In their study, the researchers also concluded that this technique could eventually be used in many different types of cancer where NRF2 keeps cells resistant to chemotherapy. "By destroying the NRF2 gene in a tumor cell population, the source of chemo-resistant cells is immaterial, because CRISPR-directed gene editing is active on tumor cells regardless of origin," they wrote. "A differential PAM site exists in tumors from esophageal, head and neck, uterine-endometrial, and bladder-urothelial cancers, which might provide a path to exploit tumor cell sequence variance as a method of selection."
Indeed, Kmiec said, the group's overarching goal is to prove that solid tumors can be treated with CRISPR.
"We're trying to develop more of a [treatment] paradigm here," he explained. "Could this be a general principle approach to other solid tumors, both in NRF2 and other genes?" Kmiec believes the answer could be yes, if a PAM site is created that is unique to the tumor cell of a lineage of normal cells.

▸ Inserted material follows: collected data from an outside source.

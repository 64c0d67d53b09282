//! Redis lock backend for Holdfast
//!
//! Mutual exclusion rides on Redis's conditional SET:
//! - acquire: `SET key value NX PX <expiration>` — one non-blocking attempt
//! - release: compare-value-then-delete as a Lua script, so only the
//!   original holder's identity token can delete the key
//! - renew: `PEXPIRE`; a missing key means the lock already lapsed
//!
//! The expiration is enforced server-side by the key TTL; a crashed holder
//! leaves nothing behind once the TTL runs out.

use async_trait::async_trait;
use redis::Script;
use redis::aio::ConnectionManager;
use serde::{Deserialize, Serialize};

use holdfast_core::{LockBackend, LockError, LockLease, REDIS_BACKEND};

/// Delete the key only while it still carries the holder's identity token.
const RELEASE_SCRIPT: &str = r#"
if redis.call("GET", KEYS[1]) == ARGV[1] then
    return redis.call("DEL", KEYS[1])
else
    return 0
end
"#;

/// Connection settings, consumed once at construction.
#[derive(Debug, Clone, Serialize, Deserialize)]
#[serde(default)]
pub struct RedisConfig {
    /// Redis connection URL, e.g. `redis://:password@host:6379/0`.
    pub url: String,
}

impl Default for RedisConfig {
    fn default() -> Self {
        Self {
            url: "redis://127.0.0.1:6379".to_string(),
        }
    }
}

/// Lock backend arbitrated by a single Redis instance.
pub struct RedisBackend {
    conn: ConnectionManager,
    release_script: Script,
}

impl RedisBackend {
    /// Connect and hand back a backend ready for registration. The
    /// connection manager reconnects on its own after transport drops.
    pub async fn connect(config: RedisConfig) -> Result<Self, LockError> {
        let client = redis::Client::open(config.url.as_str()).map_err(LockError::backend)?;
        let conn = ConnectionManager::new(client)
            .await
            .map_err(LockError::backend)?;
        tracing::info!(url = %config.url, "redis lock backend connected");
        Ok(Self {
            conn,
            release_script: Script::new(RELEASE_SCRIPT),
        })
    }
}

#[async_trait]
impl LockBackend for RedisBackend {
    fn backend_type(&self) -> &'static str {
        REDIS_BACKEND
    }

    async fn acquire(&self, lease: &mut LockLease<'_>) -> Result<bool, LockError> {
        let mut conn = self.conn.clone();
        // NX makes this a single compare-and-set; a live key means contention.
        let reply: Option<String> = redis::cmd("SET")
            .arg(lease.key)
            .arg(lease.value)
            .arg("NX")
            .arg("PX")
            .arg(lease.expiration.as_millis() as u64)
            .query_async(&mut conn)
            .await
            .map_err(LockError::backend)?;
        Ok(reply.is_some())
    }

    async fn release(&self, lease: &mut LockLease<'_>) -> Result<bool, LockError> {
        let mut conn = self.conn.clone();
        let deleted: i64 = self
            .release_script
            .key(lease.key)
            .arg(lease.value)
            .invoke_async(&mut conn)
            .await
            .map_err(LockError::backend)?;
        Ok(deleted == 1)
    }

    async fn renew(&self, lease: &mut LockLease<'_>) -> Result<(), LockError> {
        let mut conn = self.conn.clone();
        let refreshed: bool = redis::cmd("PEXPIRE")
            .arg(lease.key)
            .arg(lease.expiration.as_millis() as u64)
            .query_async(&mut conn)
            .await
            .map_err(LockError::backend)?;
        if refreshed {
            Ok(())
        } else {
            Err(LockError::NotHeld)
        }
    }
}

"It solves a huge problem, and that is how you deliver the active molecule to a tumor cell as opposed to a normal cell," he continued. "How to use that CRISPR is unique — it has to get to the site, but once it gets there, if it acts only on the tumor DNA, then it is much more effective than trying to bang away at some receptor on the cell surface."
The next step, Kmiec said, is to determine the frequency within the population of the R34G mutation the researchers wrote about in their study. Toward that end, they are combing through available databases to look at sequence data from squamous cell carcinoma patients. Once that work is done, the group can begin thinking about studying this technique in human trials.
"We believe it's going to work," he said. "The proof-of-concept work is all done and we have to define a patient population. So that's kind of the next step in our focus right now."